→ **Activity**: Only the number is needed: how many lines of the entries below contain the word "numeric".

→ **Available data**:
•••

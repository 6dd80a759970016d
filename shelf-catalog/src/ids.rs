//! Genre-scoped resource identifiers.
//!
//! An id is the lowercased genre followed by a sequence number zero-padded to
//! three digits, e.g. `tech001`. Two strategies are exposed and callers pick
//! one explicitly:
//!
//! - [`next_id`] appends: it finds the highest sequence already used for the
//!   genre and returns the one after it. Existing ids are never touched.
//! - [`renumber_all`] rebuilds every id in list order. It is destructive and
//!   only meant for an explicit cleanup pass over the whole catalog.
//!
//! Both padded (`tech001`) and unpadded (`tech1`) suffixes are recognised when
//! scanning, so catalogs written by older tools never produce a collision.

use std::collections::HashMap;

use crate::error::ValidationError;
use crate::types::Resource;

/// Width the numeric suffix is padded to.
pub const SEQUENCE_WIDTH: usize = 3;

/// The id prefix derived from a genre.
pub fn genre_prefix(genre: &str) -> String {
    genre.trim().to_lowercase()
}

/// Format a prefix and sequence number into an id.
pub fn format_id(prefix: &str, sequence: u64) -> String {
    format!("{prefix}{sequence:0width$}", width = SEQUENCE_WIDTH)
}

/// Parse the numeric suffix of `id` if it belongs to `prefix`.
///
/// The remainder after the prefix must be non-empty and all ASCII digits, so
/// `technology001` is not counted under the `tech` prefix.
pub fn sequence_for_prefix(id: &str, prefix: &str) -> Option<u64> {
    let lower = id.to_lowercase();
    let rest = lower.strip_prefix(prefix)?;
    if rest.is_empty() || !rest.bytes().all(|b| b.is_ascii_digit()) {
        return None;
    }
    rest.parse().ok()
}

/// Return the next free id for `genre` given the current catalog.
///
/// Fails only when the highest existing suffix is already `u64::MAX`.
pub fn next_id(genre: &str, resources: &[Resource]) -> Result<String, ValidationError> {
    let prefix = genre_prefix(genre);
    let max = resources
        .iter()
        .filter_map(|r| sequence_for_prefix(&r.id, &prefix))
        .max()
        .unwrap_or(0);
    let next = max
        .checked_add(1)
        .ok_or_else(|| ValidationError::SequenceExhausted(prefix.clone()))?;
    Ok(format_id(&prefix, next))
}

/// An id rewritten by [`renumber_all`].
#[derive(Debug, Clone, PartialEq, Eq)]
pub struct IdChange {
    pub title: String,
    pub old_id: String,
    pub new_id: String,
}

/// Reassign every id in list order, numbering each genre `1..n`.
///
/// Returns only the ids that actually changed. Running it again on its own
/// output changes nothing.
pub fn renumber_all(resources: &mut [Resource]) -> Vec<IdChange> {
    let mut counters: HashMap<String, u64> = HashMap::new();
    let mut changes = Vec::new();

    for resource in resources.iter_mut() {
        let prefix = genre_prefix(&resource.genre);
        let counter = counters.entry(prefix.clone()).or_insert(0);
        *counter += 1;

        let new_id = format_id(&prefix, *counter);
        if resource.id != new_id {
            changes.push(IdChange {
                title: resource.title.clone(),
                old_id: std::mem::replace(&mut resource.id, new_id.clone()),
                new_id,
            });
        }
    }

    changes
}

#[cfg(test)]
mod tests {
    use super::*;

    fn res(id: &str, genre: &str) -> Resource {
        Resource {
            id: id.to_string(),
            title: format!("title {id}"),
            kind: "book".to_string(),
            genre: genre.to_string(),
            status: "unread".to_string(),
            link: String::new(),
            tags: vec![],
            author: String::new(),
        }
    }

    #[test]
    fn first_id_for_genre() {
        assert_eq!(next_id("Tech", &[]).unwrap(), "tech001");
        assert_eq!(next_id(" self-improvement ", &[]).unwrap(), "self-improvement001");
    }

    #[test]
    fn next_id_takes_max_not_count() {
        let existing = vec![res("tech001", "tech"), res("tech007", "tech"), res("history002", "history")];
        assert_eq!(next_id("tech", &existing).unwrap(), "tech008");
        assert_eq!(next_id("history", &existing).unwrap(), "history003");
    }

    #[test]
    fn next_id_recognises_unpadded_legacy_ids() {
        let existing = vec![res("tech1", "tech"), res("tech001", "tech"), res("tech12", "tech")];
        assert_eq!(next_id("tech", &existing).unwrap(), "tech013");
    }

    #[test]
    fn longer_genre_does_not_share_prefix() {
        let existing = vec![res("technology004", "technology"), res("TECH002", "tech")];
        assert_eq!(next_id("tech", &existing).unwrap(), "tech003");
    }

    #[test]
    fn sequence_grows_past_padding_width() {
        let existing = vec![res("tech999", "tech")];
        assert_eq!(next_id("tech", &existing).unwrap(), "tech1000");
        assert_eq!(sequence_for_prefix("tech1000", "tech"), Some(1000));
    }

    #[test]
    fn exhausted_sequence_is_an_error_not_a_wrap() {
        let existing = vec![res(&format!("tech{}", u64::MAX), "tech")];
        assert_eq!(
            next_id("tech", &existing),
            Err(ValidationError::SequenceExhausted("tech".into()))
        );
    }

    #[test]
    fn repeated_next_id_is_strictly_increasing() {
        let mut catalog = Vec::new();
        for expected in 1..=5u64 {
            let id = next_id("finance", &catalog).unwrap();
            assert_eq!(sequence_for_prefix(&id, "finance"), Some(expected));
            catalog.push(res(&id, "finance"));
        }
    }

    #[test]
    fn renumber_groups_by_lowercased_genre_in_encounter_order() {
        let mut list = vec![
            res("x", "Tech"),
            res("y", "history"),
            res("z", "tech"),
            res("tech001", "TECH"),
        ];
        let changes = renumber_all(&mut list);
        let ids: Vec<_> = list.iter().map(|r| r.id.as_str()).collect();
        assert_eq!(ids, vec!["tech001", "history001", "tech002", "tech003"]);
        assert_eq!(changes.len(), 4);
        assert_eq!(changes[3].old_id, "tech001");
        assert_eq!(changes[3].new_id, "tech003");
    }

    #[test]
    fn renumber_is_a_fixed_point() {
        let mut list = vec![res("a", "tech"), res("b", "finance"), res("c", "tech")];
        renumber_all(&mut list);
        let once = list.clone();
        let changes = renumber_all(&mut list);
        assert!(changes.is_empty());
        assert_eq!(list, once);
    }
}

•••

→ **Finished task**: 2